RenewableUK, has replied to comments made in the media by Chairman of the Committee on Climate Change, Lord Deben, criticising his assessment of the role onshore wind energy is playing and will play in the effort to reach the country’s 2020 renewable energy targets. 

In an article published on Wednesday in The Times, Lord Deben is quoted as follows;

I’m happy that we have already got enough onshore wind to 2020 to meet that part of the portfolio

RenewableUK, however, believe that onshore wind such as wind turbines from C&F Green Energy may be needed to make up for possible shortfalls in other parts of the energy mix if the country is to meet its legally-binding target of generating 15% of all the country’s energy from renewable energy sources.

“Onshore wind such as C&F wind turbines is the cheapest form of renewable power we have, so we’d expect the CCC to continue to champion it at every opportunity,” said RenewableUK’s Deputy Chief Executive Maf Smith. “Public support for onshore wind C&F wind turbines such as  has reached a record high of 70% according to official Government figures, so the Committee on Climate Change will want to remain in step with the majority of the British public, who strongly support our transition from fossil fuels to clean sources.”

wind turbines england


In their press release in response to Lord Deben’s claims, RenewableUK make note of several reasons the UK cannot simply give up on pushing onshore wind forward, further calling for the Committee on Climate Change to make clear their support for onshore wind through and into the 2020s.

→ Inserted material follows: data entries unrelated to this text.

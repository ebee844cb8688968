//! Reverie — API error types.

use axum::Json;
use axum::http::StatusCode;
use axum::response::{IntoResponse, Response};
use reverie_content::ScriptError;
use reverie_core::error::StageError;
use serde::Serialize;
use thiserror::Error;

/// Startup and runtime errors for the API server.
#[derive(Debug, Error)]
pub enum AppError {
    /// A required environment variable is missing or invalid.
    #[error("configuration error: {0}")]
    Config(String),

    /// The scene script could not be loaded.
    #[error("script error: {0}")]
    Script(#[from] ScriptError),

    /// Network binding or I/O error.
    #[error("server error: {0}")]
    Server(#[from] std::io::Error),
}

/// JSON body returned for error responses.
#[derive(Debug, Serialize)]
pub struct ErrorBody {
    /// Machine-readable error code.
    pub error: &'static str,
    /// Human-readable error message.
    pub message: String,
}

/// HTTP-layer wrapper around `StageError` that implements `IntoResponse`.
#[derive(Debug)]
pub struct ApiError(pub StageError);

impl From<StageError> for ApiError {
    fn from(err: StageError) -> Self {
        Self(err)
    }
}

impl IntoResponse for ApiError {
    fn into_response(self) -> Response {
        let (status, error_code) = match &self.0 {
            StageError::SceneNotFound(_) => (StatusCode::NOT_FOUND, "scene_not_found"),
            StageError::DuplicateScene(_) => (StatusCode::CONFLICT, "duplicate_scene"),
            StageError::SceneFault { .. } => (StatusCode::INTERNAL_SERVER_ERROR, "scene_fault"),
            StageError::SurfaceUnavailable(_) => {
                (StatusCode::SERVICE_UNAVAILABLE, "surface_unavailable")
            }
            StageError::StageClosed => (StatusCode::SERVICE_UNAVAILABLE, "stage_closed"),
        };

        let body = ErrorBody {
            error: error_code,
            message: self.0.to_string(),
        };

        (status, Json(body)).into_response()
    }
}
//! Scene kinds a script can instantiate.
//!
//! Every scene owns the buffers it renders and a [`tokio::task::JoinSet`]
//! with its reveal work; `exit` aborts whatever is still running.

mod choice;
mod finale;
mod letter;
mod title_card;

use std::sync::Arc;

use reverie_core::error::StageError;
use reverie_core::scene_id::SceneId;
use reverie_stage::Scene;
use reverie_typewriter::{TextBuffer, TextSink};
use tracing::warn;

pub use choice::ChoiceScene;
pub use finale::FinaleScene;
pub use letter::LetterScene;
pub use title_card::TitleCardScene;

use super::script::SceneKind;

/// Builds a fresh scene for `kind`. `first` is where the finale restarts.
#[must_use]
pub fn instantiate(kind: &SceneKind, first: &SceneId) -> Box<dyn Scene> {
    match kind {
        SceneKind::TitleCard(spec) => Box::new(TitleCardScene::new(spec.clone())),
        SceneKind::Choice(spec) => Box::new(ChoiceScene::new(spec.clone())),
        SceneKind::Letter(spec) => Box::new(LetterScene::new(spec.clone())),
        SceneKind::Finale(spec) => Box::new(FinaleScene::new(spec.clone(), first.clone())),
    }
}

fn sink(buffer: &TextBuffer) -> Arc<dyn TextSink> {
    Arc::new(buffer.clone())
}

/// Stage commands only fail once the loop is gone; nothing to do but log.
fn forward(result: Result<(), StageError>) {
    if let Err(err) = result {
        warn!(error = %err, "stage command dropped");
    }
}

RenewableUK note that, not only is there the possibility that some of the onshore wind projects currently in the pipeline will drop away — approximately 10%, according to figures provided by the trade group — but to meet the promised-increase in production of heat and fuel for transport from renewables there will be a need to rely on cheaper and more efficient forms of renewable energy — like onshore wind and the new Hydrogen system being developed by Clean Power Solutions.

Lord Deben stated that “It is likely that onshore wind will continue to play a part in our renewables after 2020, but it is not a decision we have to make now, and there are circumstances in which it might not. The public will decide what the balance is.”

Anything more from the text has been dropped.